→ Problem: Your job with the data below: print everything from the line that holds "request with timeout" down to the line that holds "Response::ShuttingDown", ends included, exactly, and nothing else.

→ Information supplied:
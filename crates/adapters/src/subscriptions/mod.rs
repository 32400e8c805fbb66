// SPDX-License-Identifier: BUSL-1.1
// Copyright (c) 2026 Alfred Jean LLC

//! Subscription service adapters

mod fixed;
mod http;

pub use fixed::FixedSubscriptions;
pub use http::HttpSubscriptionClient;

use adv_core::{PackageLimits, Subscription, UserId};
use async_trait::async_trait;
use thiserror::Error;

/// Errors from subscription lookups
#[derive(Debug, Error)]
pub enum SubscriptionError {
    #[error("subscription service unavailable: {0}")]
    Unavailable(String),
    #[error("unknown package: {0}")]
    UnknownPackage(String),
    #[error("malformed subscription data: {0}")]
    Malformed(String),
}

/// Adapter for the subscription service.
///
/// The engine asks two questions: does this user currently have an active
/// subscription, and what limits does their package carry. A user without
/// an active subscription gets `Ok(None)`, not an error; `Unavailable` is
/// reserved for transport failures and is safe to retry.
#[async_trait]
pub trait SubscriptionAdapter: Clone + Send + Sync + 'static {
    /// Look up the user's active subscription, if any
    async fn active_subscription(
        &self,
        user_id: &UserId,
    ) -> Result<Option<Subscription>, SubscriptionError>;

    /// Fetch the limits attached to a package
    async fn package_limits(&self, package_id: &str) -> Result<PackageLimits, SubscriptionError>;
}
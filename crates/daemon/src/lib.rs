// SPDX-License-Identifier: BUSL-1.1
// Copyright (c) 2026 Alfred Jean LLC

// Allow panic!/unwrap/expect in test code
#![cfg_attr(test, allow(clippy::panic))]
#![cfg_attr(test, allow(clippy::unwrap_used))]
#![cfg_attr(test, allow(clippy::expect_used))]

//! Advance daemon internals
//!
//! The `advd` binary lives in `main.rs`; this library carries the
//! protocol, lifecycle, and server so the CLI can speak to the daemon
//! with the same types.

pub mod lifecycle;
pub mod protocol;
pub mod server;

pub use protocol::{Request, Response, PROTOCOL_VERSION};
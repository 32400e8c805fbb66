// SPDX-License-Identifier: BUSL-1.1
// Copyright (c) 2026 Alfred Jean LLC

//! Error types for engine operations

use adv_core::{AdvanceId, UserId};
use adv_storage::StoreError;
use rust_decimal::Decimal;
use thiserror::Error;

/// Errors that can occur while issuing or settling advances
#[derive(Debug, Error)]
pub enum EngineError {
    #[error("amount must be positive: {0}")]
    NonPositiveAmount(Decimal),
    #[error("no active subscription for user {0}")]
    NoActiveSubscription(UserId),
    #[error("existing advance outstanding: {advance}")]
    AdvanceAlreadyOutstanding { user: UserId, advance: AdvanceId },
    #[error("requested {requested} exceeds available limit {available}")]
    LimitExceeded {
        requested: Decimal,
        available: Decimal,
    },
    #[error("issuer pool insufficient funds: have {available}, need {requested}")]
    InsufficientLiquidity {
        available: Decimal,
        requested: Decimal,
    },
    #[error("repayment {requested} exceeds outstanding {outstanding}")]
    OverRepayment {
        requested: Decimal,
        outstanding: Decimal,
    },
    #[error("wallet has {available}, repayment needs {requested}")]
    WalletUnderfunded {
        available: Decimal,
        requested: Decimal,
    },
    #[error("no active advance for user {0}")]
    NoActiveAdvance(UserId),
    #[error("saga {saga} failed at {step} after {attempts} attempts: {source}")]
    SagaStepFailed {
        saga: String,
        step: &'static str,
        attempts: u32,
        #[source]
        source: StoreError,
    },
    #[error("reconciliation required for saga {saga}: {detail}")]
    ReconciliationRequired { saga: String, detail: String },
    #[error("subscription error: {0}")]
    Subscription(#[from] adv_adapters::subscriptions::SubscriptionError),
    #[error("store error: {0}")]
    Store(#[from] StoreError),
}

impl EngineError {
    /// Whether the message is a business reason safe to show the caller.
    ///
    /// Saga and reconciliation failures surface as a generic message;
    /// their detail goes to the log for operator follow-up.
    pub fn is_business(&self) -> bool {
        matches!(
            self,
            EngineError::NonPositiveAmount(_)
                | EngineError::NoActiveSubscription(_)
                | EngineError::AdvanceAlreadyOutstanding { .. }
                | EngineError::LimitExceeded { .. }
                | EngineError::InsufficientLiquidity { .. }
                | EngineError::OverRepayment { .. }
                | EngineError::WalletUnderfunded { .. }
                | EngineError::NoActiveAdvance(_)
        )
    }
}
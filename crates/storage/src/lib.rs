// SPDX-License-Identifier: BUSL-1.1
// Copyright (c) 2026 Alfred Jean LLC

// Allow panic!/unwrap/expect in test code
#![cfg_attr(test, allow(clippy::panic))]
#![cfg_attr(test, allow(clippy::unwrap_used))]
#![cfg_attr(test, allow(clippy::expect_used))]

//! Record stores for the advance engine
//!
//! The stores model remote record services: one record per call, no
//! multi-record transactions. Every mutating call carries a caller
//! reference; replaying a reference returns the originally recorded
//! outcome without re-applying the effect. `MemoryStore` backs tests,
//! `JsonStore` backs the standalone daemon.

mod error;
mod journal;
mod json;
mod memory;
mod traits;

pub use error::StoreError;
pub use journal::{Journal, JournalEntry};
pub use json::JsonStore;
pub use memory::{MemoryStore, StoreCall, StoreOp};
pub use traits::{
    AdvanceReceipt, AdvanceRepayment, AdvanceStore, CreditRequest, DebitRequest, LedgerReceipt,
    LedgerStore, PoolReceipt, PoolStore, PoolUpdate, PoolUpdateKind, RepaymentRecord,
};
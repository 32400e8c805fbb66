// SPDX-License-Identifier: BUSL-1.1
// Copyright (c) 2026 Alfred Jean LLC

//! Subscription and package limit types
//!
//! Advances are priced by the package a user subscribes to. These records
//! live in the subscription service; the engine only reads them.

use crate::wallet::UserId;
use rust_decimal::Decimal;
use serde::{Deserialize, Serialize};

/// Link between a user and the package that prices their advances
#[derive(Debug, Clone, PartialEq, Serialize, Deserialize)]
pub struct Subscription {
    pub user_id: UserId,
    pub package_id: String,
}

/// Limits derived from a subscription package
#[derive(Debug, Clone, PartialEq, Serialize, Deserialize)]
pub struct PackageLimits {
    /// Cap on a user's total outstanding advances
    pub weekly_limit: Decimal,
    /// Percent of wallet balance collected per settlement cycle
    pub repay_rate: Decimal,
    /// Percent of wallet balance a user may draw as an advance
    pub advance_percentage: Decimal,
}
// SPDX-License-Identifier: BUSL-1.1
// Copyright (c) 2026 Alfred Jean LLC

pub mod daemon;
// SPDX-License-Identifier: BUSL-1.1
// Copyright (c) 2026 Alfred Jean LLC

//! HTTP client for a remote subscription service.

use super::{SubscriptionAdapter, SubscriptionError};
use adv_core::{PackageLimits, Subscription, UserId};
use async_trait::async_trait;
use rust_decimal::Decimal;
use serde::Deserialize;

/// Subscription adapter backed by a REST service.
///
/// Two endpoints are consulted:
///
/// - `GET {base}/users/{user_id}/subscription` returns the active
///   subscription document, or 404 when the user has none.
/// - `GET {base}/packages/{package_id}` returns the package limits, or
///   404 for a package the service does not know.
#[derive(Clone)]
pub struct HttpSubscriptionClient {
    base_url: String,
}

impl HttpSubscriptionClient {
    pub fn new(base_url: impl Into<String>) -> Self {
        let base_url = base_url.into();
        Self {
            base_url: base_url.trim_end_matches('/').to_string(),
        }
    }
}

#[derive(Debug, Deserialize)]
struct SubscriptionDoc {
    package_id: String,
}

#[derive(Debug, Deserialize)]
struct PackageDoc {
    weekly_limit: Decimal,
    repay_rate: Decimal,
    advance_percentage: Decimal,
}

/// Blocking GET, distinguishing 404 from transport failure.
fn fetch_body(url: &str) -> Result<Option<String>, SubscriptionError> {
    match ureq::get(url).call() {
        Ok(mut response) => {
            let body = response.body_mut().read_to_string().map_err(|e| {
                SubscriptionError::Unavailable(format!("failed to read response: {}", e))
            })?;
            Ok(Some(body))
        }
        Err(ureq::Error::StatusCode(404)) => Ok(None),
        Err(e) => Err(SubscriptionError::Unavailable(e.to_string())),
    }
}

/// Run the blocking fetch off the async workers.
async fn fetch(url: String) -> Result<Option<String>, SubscriptionError> {
    tokio::task::spawn_blocking(move || fetch_body(&url))
        .await
        .map_err(|e| SubscriptionError::Unavailable(format!("fetch task failed: {}", e)))?
}

#[async_trait]
impl SubscriptionAdapter for HttpSubscriptionClient {
    async fn active_subscription(
        &self,
        user_id: &UserId,
    ) -> Result<Option<Subscription>, SubscriptionError> {
        let url = format!("{}/users/{}/subscription", self.base_url, user_id);
        let body = match fetch(url).await? {
            Some(body) => body,
            None => return Ok(None),
        };
        let doc: SubscriptionDoc = serde_json::from_str(&body)
            .map_err(|e| SubscriptionError::Malformed(format!("subscription response: {}", e)))?;
        Ok(Some(Subscription {
            user_id: user_id.clone(),
            package_id: doc.package_id,
        }))
    }

    async fn package_limits(&self, package_id: &str) -> Result<PackageLimits, SubscriptionError> {
        let url = format!("{}/packages/{}", self.base_url, package_id);
        let body = match fetch(url).await? {
            Some(body) => body,
            None => return Err(SubscriptionError::UnknownPackage(package_id.to_string())),
        };
        let doc: PackageDoc = serde_json::from_str(&body)
            .map_err(|e| SubscriptionError::Malformed(format!("package response: {}", e)))?;
        Ok(PackageLimits {
            weekly_limit: doc.weekly_limit,
            repay_rate: doc.repay_rate,
            advance_percentage: doc.advance_percentage,
        })
    }
}
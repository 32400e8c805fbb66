// SPDX-License-Identifier: BUSL-1.1
// Copyright (c) 2026 Alfred Jean LLC

//! Socket server and connection handling.

use adv_core::UserId;
use adv_engine::EngineError;
use tokio::net::UnixStream;
use tracing::{debug, error};

use crate::lifecycle::DaemonState;
use crate::protocol::{
    self, PoolSnapshot, Request, Response, DEFAULT_TIMEOUT, PROTOCOL_VERSION,
};

/// Handle a single client connection
pub async fn handle_connection(
    daemon: &mut DaemonState,
    stream: UnixStream,
) -> Result<(), ServerError> {
    // Split stream for reading/writing
    let (mut reader, mut writer) = stream.into_split();

    // Read request with timeout
    let request = match protocol::read_request(&mut reader, DEFAULT_TIMEOUT).await {
        Ok(req) => req,
        Err(protocol::ProtocolError::Timeout) => {
            error!("Request read timeout");
            return Err(ServerError::Timeout);
        }
        Err(protocol::ProtocolError::ConnectionClosed) => {
            debug!("Client disconnected before sending request");
            return Ok(());
        }
        Err(e) => {
            error!("Failed to read request: {}", e);
            return Err(ServerError::Protocol(e));
        }
    };

    debug!("Received request: {:?}", request);

    // Handle request
    let response = handle_request(daemon, request).await;

    debug!("Sending response: {:?}", response);

    // Write response with timeout
    protocol::write_response(&mut writer, &response, DEFAULT_TIMEOUT)
        .await
        .map_err(ServerError::Protocol)?;

    Ok(())
}

/// Handle a single request and return a response
async fn handle_request(daemon: &mut DaemonState, request: Request) -> Response {
    match request {
        Request::Ping => Response::Pong,

        Request::Hello { version: _ } => Response::Hello {
            version: PROTOCOL_VERSION.to_string(),
        },

        Request::Status => status(daemon).await,

        Request::Availability { user_id } => {
            match daemon.engine.availability(&UserId(user_id)).await {
                Ok(availability) => Response::Availability { availability },
                Err(e) => refusal(e),
            }
        }

        Request::TakeAdvance { user_id, amount } => {
            match daemon.engine.take_advance(&UserId(user_id), amount).await {
                Ok(issued) => Response::Issued { issued },
                Err(e) => refusal(e),
            }
        }

        Request::Repay { user_id, amount } => {
            match daemon.engine.repay_manual(&UserId(user_id), amount).await {
                Ok(repayment) => Response::Repaid { repayment },
                Err(e) => refusal(e),
            }
        }

        Request::RunSettlement => match daemon.engine.run_settlement().await {
            Ok(report) => Response::Settlement { report },
            Err(e) => refusal(e),
        },

        Request::Shutdown => {
            daemon.shutdown_requested = true;
            Response::ShuttingDown
        }
    }
}

/// Build the status panel from the store
async fn status(daemon: &DaemonState) -> Response {
    use adv_storage::{AdvanceStore, PoolStore};

    let uptime_secs = daemon.start_time.elapsed().as_secs();

    let pool = match daemon.store.pool(daemon.engine.pool_id()).await {
        Ok(pool) => pool,
        Err(e) => {
            return Response::Error {
                message: e.to_string(),
            }
        }
    };
    let active = match daemon.store.all_active().await {
        Ok(active) => active,
        Err(e) => {
            return Response::Error {
                message: e.to_string(),
            }
        }
    };

    let outstanding_total = active.iter().map(|a| a.outstanding_amount).sum();

    Response::Status {
        uptime_secs,
        pool: PoolSnapshot {
            id: pool.id.0.clone(),
            balance: pool.current_balance,
            total_lent: pool.total_lent,
            total_repaid: pool.total_repaid,
        },
        advances_active: active.len(),
        outstanding_total,
    }
}

/// Map an engine error to the wire.
///
/// Business refusals carry their message to the caller. Saga and
/// infrastructure failures return a generic reply; the detail stays in
/// the daemon log for the operator.
fn refusal(error: EngineError) -> Response {
    if error.is_business() {
        Response::Refused {
            message: error.to_string(),
        }
    } else {
        error!("Request failed: {}", error);
        Response::Error {
            message: "internal error; check the daemon log".to_string(),
        }
    }
}

/// Server errors
#[derive(Debug, thiserror::Error)]
pub enum ServerError {
    #[error("Protocol error: {0}")]
    Protocol(#[from] protocol::ProtocolError),

    #[error("Request timeout")]
    Timeout,
}

#[cfg(test)]
#[path = "server_tests.rs"]
mod tests;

→ Output for this task:
    // Read request with timeout
    let request = match protocol::read_request(&mut reader, DEFAULT_TIMEOUT).await {
        Ok(req) => req,
        Err(protocol::ProtocolError::Timeout) => {
            error!("Request read timeout");
            return Err(ServerError::Timeout);
        }
        Err(protocol::ProtocolError::ConnectionClosed) => {
            debug!("Client disconnected before sending request");
            return Ok(());
        }
        Err(e) => {
            error!("Failed to read request: {}", e);
            return Err(ServerError::Protocol(e));
        }
    };

    debug!("Received request: {:?}", request);

    // Handle request
    let response = handle_request(daemon, request).await;

    debug!("Sending response: {:?}", response);

    // Write response with timeout
    protocol::write_response(&mut writer, &response, DEFAULT_TIMEOUT)
        .await
        .map_err(ServerError::Protocol)?;

    Ok(())
}

/// Handle a single request and return a response
async fn handle_request(daemon: &mut DaemonState, request: Request) -> Response {
    match request {
        Request::Ping => Response::Pong,

        Request::Hello { version: _ } => Response::Hello {
            version: PROTOCOL_VERSION.to_string(),
        },

        Request::Status => status(daemon).await,

        Request::Availability { user_id } => {
            match daemon.engine.availability(&UserId(user_id)).await {
                Ok(availability) => Response::Availability { availability },
                Err(e) => refusal(e),
            }
        }

        Request::TakeAdvance { user_id, amount } => {
            match daemon.engine.take_advance(&UserId(user_id), amount).await {
                Ok(issued) => Response::Issued { issued },
                Err(e) => refusal(e),
            }
        }

        Request::Repay { user_id, amount } => {
            match daemon.engine.repay_manual(&UserId(user_id), amount).await {
                Ok(repayment) => Response::Repaid { repayment },
                Err(e) => refusal(e),
            }
        }

        Request::RunSettlement => match daemon.engine.run_settlement().await {
            Ok(report) => Response::Settlement { report },
            Err(e) => refusal(e),
        },

        Request::Shutdown => {
            daemon.shutdown_requested = true;
            Response::ShuttingDown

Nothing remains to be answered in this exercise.